- Work item -
Those lines of the material below that fall between its first line and the line with "impl Default for", both included, are to be repeated exactly.

** Opening Record excerpts block **

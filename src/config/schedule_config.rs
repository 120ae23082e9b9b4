//! Scheduler cadence parsing from environment variables.

use anyhow::{Context, Result};
use std::env;
use std::time::Duration;

/// How often each cycle step runs under `mlsignal run`
#[derive(Debug, Clone)]
pub struct ScheduleEnvConfig {
    pub inference_every: Duration,
    pub training_every: Duration,
    pub resolve_every: Duration,
}

impl Default for ScheduleEnvConfig {
    fn default() -> Self {
        Self {
            inference_every: Duration::from_secs(300),
            training_every: Duration::from_secs(86_400),
            resolve_every: Duration::from_secs(900),
        }
    }
}

impl ScheduleEnvConfig {
    pub fn from_env() -> Result<Self> {
        let defaults = Self::default();
        Ok(Self {
            inference_every: Self::parse_secs("ML_INFERENCE_EVERY_SECS", defaults.inference_every)?,
            training_every: Self::parse_secs("ML_TRAINING_EVERY_SECS", defaults.training_every)?,
            resolve_every: Self::parse_secs("ML_RESOLVE_EVERY_SECS", defaults.resolve_every)?,
        })
    }

    fn parse_secs(key: &str, default: Duration) -> Result<Duration> {
        let secs = env::var(key)
            .unwrap_or_else(|_| default.as_secs().to_string())
            .parse::<u64>()
            .context(format!("Failed to parse {}", key))?;
        if secs == 0 {
            anyhow::bail!("{} must be greater than zero", key);
        }
        Ok(Duration::from_secs(secs))
    }
}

** Closing Record excerpts block **

- Response area -
filename src/config/schedule_config.rs
repository 120ae23082e9b9b4
//! Scheduler cadence parsing from environment variables.

use anyhow::{Context, Result};
use std::env;
use std::time::Duration;

/// How often each cycle step runs under `mlsignal run`
#[derive(Debug, Clone)]
pub struct ScheduleEnvConfig {
    pub inference_every: Duration,
    pub training_every: Duration,
    pub resolve_every: Duration,
}

impl Default for ScheduleEnvConfig {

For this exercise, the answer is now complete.